A2/D2 Tool steel over-tempered strength data

[ERT]

Hi all,

I am designing metal forming equipment where some machine components needed to have very high tensile strength (and therefore high fatigue strength). The components in question need to mount forming dies into restrictive spaces, so what I need is the highest strength steel that is generally available.

AISI D2 tool steel is my first choice, but I want to over-temper so that the ductility is increased. Ductility is an issue as there is not much room for large fillet radii; plus also I need to tap threads and I do not what brittle threads.

I think that tensile strength is the key performance parameter, rather than shock resistance in this application.

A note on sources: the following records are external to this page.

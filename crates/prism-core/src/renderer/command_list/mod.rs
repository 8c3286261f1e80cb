// Copyright 2025 eraflo
//
// Licensed under the Apache License, Version 2.0 (the "License");
// you may not use this file except in compliance with the License.
// You may obtain a copy of the License at
//
//     http://www.apache.org/licenses/LICENSE-2.0
//
// Unless required by applicable law or agreed to in writing, software
// distributed under the License is distributed on an "AS IS" BASIS,
// WITHOUT WARRANTIES OR CONDITIONS OF ANY KIND, either express or implied.
// See the License for the specific language governing permissions and
// limitations under the License.

//! The command list recording state machine.
//!
//! A [`CommandList`] moves through four states:
//!
//! ```text
//!   Idle --begin--> Recording --end--> Ended --submit--> IdleSyncCpuToGpu
//!    ^                                                        |
//!    +--------------- fence signaled (poll / begin) ----------+
//! ```
//!
//! Every operation checks the state first. An operation in the wrong state is
//! a contract violation: it is logged, returns
//! [`CommandListError::InvalidState`] and poisons the recording in progress,
//! which `submit` then refuses to hand to the device.

mod bindings;
mod frame_lists;

pub use self::frame_lists::FrameCommandLists;

use self::bindings::BindingTable;
use crate::renderer::api::*;
use crate::renderer::error::{CommandListError, DeviceError};
use crate::renderer::pipeline_cache::{CachedPipeline, PipelineCache};
use crate::renderer::shader_unit::{NativeShader, ShaderUnit};
use crate::renderer::traits::{NativeCommandBuffer, PassProfiler, RhiDevice, ScopeToken};
use std::fmt;
use std::sync::Arc;
use std::time::Duration;

struct Marker {
    name: String,
    token: Option<ScopeToken>,
}

/// Objects the GPU may still read until `fence` signals.
struct InFlight {
    fence: FenceId,
    pipelines: Vec<Arc<CachedPipeline>>,
    shaders: Vec<Arc<NativeShader>>,
}

/// Stores `value` in `field`. Returns `true` if the field changed.
fn assign<T: PartialEq>(field: &mut T, value: T) -> bool {
    if *field == value {
        return false;
    }
    *field = value;
    true
}

/// Records GPU work for one thread and hands it to an [`RhiDevice`].
///
/// A list is created once and recycled: after `submit` it waits (lazily, on
/// the next `begin`/`begin_marker`, or eagerly via [`poll`](Self::poll) and
/// [`flush`](Self::flush)) for the GPU to finish with the previous
/// submission before recording again.
pub struct CommandList {
    name: String,
    device: Arc<dyn RhiDevice>,
    cache: Arc<PipelineCache>,
    profiler: Option<Arc<dyn PassProfiler>>,
    skip_redundant: bool,
    wait_timeout: Duration,

    state: CommandListState,
    buffer: Option<Box<dyn NativeCommandBuffer>>,
    markers: Vec<Marker>,
    descriptor: Option<PipelineStateDescriptor>,
    pipeline_dirty: bool,
    pipeline: Option<Arc<CachedPipeline>>,
    bindings: BindingTable,
    retained_pipelines: Vec<Arc<CachedPipeline>>,
    retained_shaders: Vec<Arc<NativeShader>>,
    poisoned: Option<&'static str>,
    stats: CommandListStats,

    in_flight: Option<InFlight>,
    last_stats: CommandListStats,
}

impl fmt::Debug for CommandList {
    fn fmt(&self, f: &mut fmt::Formatter<'_>) -> fmt::Result {
        f.debug_struct("CommandList")
            .field("name", &self.name)
            .field("state", &self.state)
            .field("open_markers", &self.markers.len())
            .field("poisoned", &self.poisoned)
            .field("pending_fence", &self.pending_fence())
            .finish_non_exhaustive()
    }
}
impl WgpuDevice {
    /// Opens the default adapter and wraps it.
    pub fn new() -> anyhow::Result<Arc<Self>> {
        Self::with_options(ContextOptions::default())
    }

    /// Opens the adapter selected by `options` and wraps it.
    pub fn with_options(options: ContextOptions) -> anyhow::Result<Arc<Self>> {
        let context = pollster::block_on(WgpuContext::with_options(options))?;
        Ok(Self::from_context(context))
    }

    /// Wraps an existing context.
    pub fn from_context(context: WgpuContext) -> Arc<Self> {
        log::info!(
            "WgpuDevice created on \"{}\" ({:?})",
            context.adapter.name,
            context.adapter.backend
        );
        Arc::new(Self {
            context,
            shaders: Mutex::new(HashMap::new()),
            pipelines: Mutex::new(HashMap::new()),
            buffers: Mutex::new(HashMap::new()),
            texture_views: Mutex::new(HashMap::new()),
            samplers: Mutex::new(HashMap::new()),
            next_shader_id: AtomicUsize::new(0),
            next_pipeline_id: AtomicUsize::new(0),
            next_buffer_id: AtomicUsize::new(0),
            next_view_id: AtomicUsize::new(0),
            next_sampler_id: AtomicUsize::new(0),
            issued: Mutex::new(0),
            completed: Arc::new(AtomicU64::new(0)),
            frame: AtomicU64::new(0),
        })
    }

    /// The underlying WGPU objects.
    pub fn context(&self) -> &WgpuContext {
        &self.context
    }

    // --- Resource registration ---

    /// Registers a buffer and returns its ID.
    pub fn register_buffer(&self, buffer: wgpu::Buffer) -> BufferId {
        let id = BufferId(self.next_buffer_id.fetch_add(1, Ordering::Relaxed));
        lock(&self.buffers).insert(id, Arc::new(buffer));
        id
    }

    /// Registers a texture view and returns its ID.
    pub fn register_texture_view(&self, view: wgpu::TextureView) -> TextureViewId {
        let id = TextureViewId(self.next_view_id.fetch_add(1, Ordering::Relaxed));
        lock(&self.texture_views).insert(id, Arc::new(view));
        id
    }

    /// Registers a sampler and returns its ID.
    pub fn register_sampler(&self, sampler: wgpu::Sampler) -> SamplerId {
        let id = SamplerId(self.next_sampler_id.fetch_add(1, Ordering::Relaxed));
        lock(&self.samplers).insert(id, Arc::new(sampler));
        id
    }

    /// Forgets a buffer. In-flight submissions keep their own reference.
    pub fn release_buffer(&self, id: BufferId) -> Result<(), ResourceError> {
        lock(&self.buffers)
            .remove(&id)
            .map(|_| ())
            .ok_or(ResourceError::NotFound)
    }

    /// Forgets a texture view.
    pub fn release_texture_view(&self, id: TextureViewId) -> Result<(), ResourceError> {
        lock(&self.texture_views)
            .remove(&id)
            .map(|_| ())
            .ok_or(ResourceError::NotFound)
    }

    /// Forgets a sampler.
    pub fn release_sampler(&self, id: SamplerId) -> Result<(), ResourceError> {
        lock(&self.samplers)
            .remove(&id)
            .map(|_| ())
            .ok_or(ResourceError::NotFound)
    }

    /// Creates and registers a vertex buffer holding `contents`.
    pub fn create_vertex_buffer(
        &self,
        label: &str,
        contents: &[u8],
        stride: u32,
    ) -> Result<VertexBufferHandle, ResourceError> {
        if stride == 0 || contents.len() % stride as usize != 0 {
            return Err(ResourceError::BackendError(format!(
                "'{label}': {} bytes is not a whole number of {stride}-byte vertices",
                contents.len()
            )));
        }
        let buffer = self
            .context
            .device
            .create_buffer_init(&wgpu::util::BufferInitDescriptor {
                label: Some(label),
                contents,
                usage: wgpu::BufferUsages::VERTEX,
            });
        Ok(VertexBufferHandle {
            buffer: self.register_buffer(buffer),
            offset: 0,
            stride,
            vertex_count: (contents.len() / stride as usize) as u32,
        })
    }

    /// Creates and registers a uniform buffer holding `contents`.
    pub fn create_constant_buffer(&self, label: &str, contents: &[u8]) -> ConstantBufferHandle {
        let buffer = self
            .context
            .device
            .create_buffer_init(&wgpu::util::BufferInitDescriptor {
                label: Some(label),
                contents,
                usage: wgpu::BufferUsages::UNIFORM | wgpu::BufferUsages::COPY_DST,
            });
        ConstantBufferHandle {
            buffer: self.register_buffer(buffer),
            offset: 0,
            size: contents.len() as u64,
        }
    }

    /// Creates and registers a 2D texture usable as a render target.
    pub fn create_render_target(
        &self,
        label: &str,
        width: u32,
        height: u32,
        format: TextureFormat,
    ) -> RenderTargetHandle {
        let texture = self.context.device.create_texture(&wgpu::TextureDescriptor {
            label: Some(label),
            size: wgpu::Extent3d {
                width: width.max(1),
                height: height.max(1),
                depth_or_array_layers: 1,
            },
            mip_level_count: 1,
            sample_count: 1,
            dimension: wgpu::TextureDimension::D2,
            format: format.into_wgpu(),
            usage: wgpu::TextureUsages::RENDER_ATTACHMENT | wgpu::TextureUsages::TEXTURE_BINDING,
            view_formats: &[],
        });
        let view = texture.create_view(&wgpu::TextureViewDescriptor::default());
        RenderTargetHandle {
            view: self.register_texture_view(view),
            format,
            width: width.max(1),
            height: height.max(1),
        }
    }

    // --- Lookups used while encoding ---

    /// The pipeline and the resource slots its entry points read.
    pub(super) fn get_wgpu_pipeline(
        &self,
        id: RenderPipelineId,
    ) -> Option<(WgpuPipeline, Arc<[BindingSlot]>)> {
        lock(&self.pipelines)
            .get(&id)
            .map(|entry| (entry.pipeline.clone(), Arc::clone(&entry.bindings)))
    }

    pub(super) fn get_wgpu_buffer(&self, id: BufferId) -> Option<Arc<wgpu::Buffer>> {
        lock(&self.buffers).get(&id).cloned()
    }

    pub(super) fn get_wgpu_texture_view(&self, id: TextureViewId) -> Option<Arc<wgpu::TextureView>> {
        lock(&self.texture_views).get(&id).cloned()
    }

    pub(super) fn get_wgpu_sampler(&self, id: SamplerId) -> Option<Arc<wgpu::Sampler>> {
        lock(&self.samplers).get(&id).cloned()
    }

    fn check_lost(&self) -> Result<(), DeviceError> {
        if self.context.is_lost() {
            return Err(DeviceError::DeviceLost);
        }
        Ok(())
    }

    /// Polls the underlying wgpu::Device in a non-blocking manner so that
    /// `on_submitted_work_done` callbacks run.
    fn poll_device_non_blocking(&self) {
        if let Err(e) = self.context.device.poll(wgpu::PollType::Poll) {
            log::warn!("Failed to poll device (non-blocking): {:?}", e);
        }
    }

    fn generate_shader_id(&self) -> ShaderModuleId {
        ShaderModuleId(self.next_shader_id.fetch_add(1, Ordering::Relaxed))
    }

    fn generate_pipeline_id(&self) -> RenderPipelineId {
        RenderPipelineId(self.next_pipeline_id.fetch_add(1, Ordering::Relaxed))
    }

    fn stage_module(
        shaders: &HashMap<ShaderModuleId, ShaderEntry>,
        id: ShaderModuleId,
        stage: ShaderStage,
        descriptor: &PipelineStateDescriptor,
    ) -> Result<StageModule, PipelineError> {
        match shaders.get(&id) {
            Some(entry) if entry.stage == stage => Ok(StageModule {
                module: Arc::clone(&entry.module),
                entry_point: entry.entry_point.clone(),
                bindings: entry.bindings.clone(),
            }),
            other => {
                if let Some(entry) = other {
                    log::error!(
                        "WgpuDevice: '{}' is a {} module, expected {stage}",
                        entry.label,
                        entry.stage
                    );
                }
                Err(PipelineError::InvalidShaderModuleForPipeline {
                    id,
                    pipeline_label: Some(descriptor.label()),
                })
            }
        }
    }

    fn create_render_pipeline(
        &self,
        descriptor: &PipelineStateDescriptor,
        label: &str,
    ) -> Result<(wgpu::RenderPipeline, Vec<BindingSlot>), PipelineError> {
        let shaders = lock(&self.shaders);
        let vs_id = descriptor
            .vertex_shader
            .ok_or_else(|| PipelineError::IncompleteDescriptor("no vertex stage".to_string()))?;
        let vertex = Self::stage_module(&shaders, vs_id, ShaderStage::Vertex, descriptor)?;
        let fragment = descriptor
            .pixel_shader
            .map(|id| Self::stage_module(&shaders, id, ShaderStage::Pixel, descriptor))
            .transpose()?;

        let compiled_layout = shaders.get(&vs_id).and_then(|e| e.input_layout.as_ref());
        if let (Some(compiled), Some(requested)) = (compiled_layout, &descriptor.input_layout) {
            if compiled.signature() != requested.signature() {
                return Err(PipelineError::IncompatibleInputLayout {
                    vertex_shader: vs_id,
                    details: format!(
                        "compiled for {:?}, pipeline declares {:?}",
                        compiled.signature(),
                        requested.signature()
                    ),
                });
            }
        }
        drop(shaders);

        let features = self.context.features;
        let rasterizer = &descriptor.rasterizer;
        if rasterizer.polygon_mode == PolygonMode::Line
            && !features.contains(wgpu::Features::POLYGON_MODE_LINE)
        {
            return Err(PipelineError::CompilationFailed {
                label: label.to_string(),
                details: "wireframe rasterization is not supported by this adapter".to_string(),
            });
        }

        let attributes: Vec<wgpu::VertexAttribute> = descriptor
            .input_layout
            .iter()
            .flat_map(|layout| layout.attributes())
            .map(|a| wgpu::VertexAttribute {
                format: a.format.into_wgpu(),
                offset: a.offset as u64,
                shader_location: a.shader_location,
            })
            .collect();
        let vertex_buffers: Vec<wgpu::VertexBufferLayout<'_>> = descriptor
            .input_layout
            .iter()
            .map(|layout| wgpu::VertexBufferLayout {
                array_stride: layout.stride() as u64,
                step_mode: wgpu::VertexStepMode::Vertex,
                attributes: &attributes,
            })
            .collect();

        let targets: Vec<Option<wgpu::ColorTargetState>> = descriptor
            .render_target_formats
            .iter()
            .map(|format| {
                Some(wgpu::ColorTargetState {
                    format: format.into_wgpu(),
                    blend: descriptor.blend.into_wgpu(),
                    write_mask: descriptor.blend.write_mask.into_wgpu(),
                })
            })
            .collect();

        let depth_stencil = descriptor.depth_stencil_format.map(|format| {
            conversions::depth_stencil_state(
                &descriptor.depth_stencil,
                format,
                (
                    rasterizer.depth_bias,
                    rasterizer.depth_bias_slope_scale,
                    rasterizer.depth_bias_clamp,
                ),
            )
        });

        let pipeline = self
            .context
            .device
            .create_render_pipeline(&wgpu::RenderPipelineDescriptor {
                label: Some(label),
                layout: None,
                vertex: wgpu::VertexState {
                    module: &vertex.module,
                    entry_point: Some(vertex.entry_point.as_str()),
                    buffers: &vertex_buffers,
                    compilation_options: wgpu::PipelineCompilationOptions::default(),
                },
                fragment: fragment.as_ref().map(|pixel| wgpu::FragmentState {
                    module: pixel.module.as_ref(),
                    entry_point: Some(pixel.entry_point.as_str()),
                    targets: &targets,
                    compilation_options: wgpu::PipelineCompilationOptions::default(),
                }),
                primitive: wgpu::PrimitiveState {
                    topology: descriptor.topology.into_wgpu(),
                    strip_index_format: None,
                    front_face: rasterizer.front_face.into_wgpu(),
                    cull_mode: rasterizer.cull_mode.into_wgpu(),
                    unclipped_depth: !rasterizer.depth_clip_enabled
                        && features.contains(wgpu::Features::DEPTH_CLIP_CONTROL),
                    polygon_mode: rasterizer.polygon_mode.into_wgpu(),
                    conservative: false,
                },
                depth_stencil,
                multisample: wgpu::MultisampleState {
                    count: descriptor.sample_count.into_wgpu(),
                    mask: !0,
                    alpha_to_coverage_enabled: false,
                },
                multiview_mask: None,
                cache: None,
            });

        let mut bindings = vertex.bindings;
        bindings.extend(fragment.into_iter().flat_map(|pixel| pixel.bindings));
        bindings.sort_unstable();
        bindings.dedup();
        Ok((pipeline, bindings))
    }

    fn create_compute_pipeline(
        &self,
        descriptor: &PipelineStateDescriptor,
        id: ShaderModuleId,
        label: &str,
    ) -> Result<(wgpu::ComputePipeline, Vec<BindingSlot>), PipelineError> {
        let compute = {
            let shaders = lock(&self.shaders);
            Self::stage_module(&shaders, id, ShaderStage::Compute, descriptor)?
        };
        let pipeline = self
            .context
            .device
            .create_compute_pipeline(&wgpu::ComputePipelineDescriptor {
                label: Some(label),
                layout: None,
                module: &compute.module,
                entry_point: Some(compute.entry_point.as_str()),
                compilation_options: Default::default(),
                cache: None,
            });
        Ok((pipeline, compute.bindings))
    }
}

My question is - does anyone know of a good tool steel reference for ultimate tensile strength (or fatigue strength) versus hardness in an over-tempered condition? I would be interested in either A2 or D2, or any other recommendations.

I did manage to find two data points for A2 in "Tool Steels", Roberts, Hamaker, Johnson. They give ultimate tensile strength (UTS) of 269,500 psi and 54HRC if tempered at 1000 F. And for tempering at 1100 F they give: 47HRC; UTS is 232,600 psi; yield strength is 184,000 psi; elongation is 5% and reduction of area is 13.9%.

Of course, I found lots of data for 58+HRC and I found several references for compressive strength but the tensile data for over-tempered condition appears sparse. Therefore, I wonder if the data is actually that simple to chart UTS vs HRC. Can UTS be determined without specifying the exact heat treatment process - single vs double temper; temper time and temperature?

Any comments or references are appreciated.

Regards,

ERT

 

[Goahead]

Why resorting to tool steel if hardness is not a design requirement?
You may find many high strength steels with the properties you require without overtempering.
If your small radius fillets are stressed you can improve their fatigue resistance by shot peening.

http://www.welding-advisers.com/

 

[swall]

Probably premature to make a recommendation without more details about your application, buy here goes anyway. You might consider Aermet 100. It is high strength, has good toughness and fatigue resistance. Not cheap, though.

 

[TVP]

I agree with both of the previous replies-- another grade of steel will be a better choice than A2 or D2 tool steel. Can you provide some additional details on the specifics of this application? A quenched and tempered steel like 4340 or Aermet 100 would be my first choice. If the strength needs to be higher than 4340, maraging steels would be another option.

 

[Maui]

Yes, it is possible to specify the relationship between hardness and ultimate tensile strength without a detailed knowledge of the heat treating parameters used to process the parts in question. For martensitic materials, the general correlation between ultimate tensile strength and hardness can be viewed in the following link:

http://www.crucibleservice.com/eselector/selectortables/selecttables pdf files/HardConvTbls.pdf

Hardness in Rockwell C appears in the left hand column, and the corresponding tensile strength appears in the far right hand column. This chart should be appropriate for hardened A2 and D2 steels.


Maui

 

[ERT]

Hi all,

Thanks for all your input on this.

Yes, I agree that 4340 is a better choice based on what I explained.

Another reason we like A2/D2 is stability during heat treatment.

Regards,

ERT

 

[unclesyd]

I don't believe that you a beat D2 Tool Steel for stability and wear resistance.
We have literally thousands of components with multiple threaded holes that are continuously recycled after service at 600F and cleaning at 900F. The screws are H-11 and they too are reused multiple times with no thread problems. With some processes were routinely use SS White abrasive blasters to clean the threaded holes.
Many of these components are over 40 years old have have been recycled thousands of times.
My Tool Steel Book is on loan and my regular compute is on the fritz, but here is the just of our heat treatment. Air cool from 1850F then tempera at the peak of the secondary hardening range, cryotreat, them temper again at the same temperature. We use several variation on this process depending on the end use.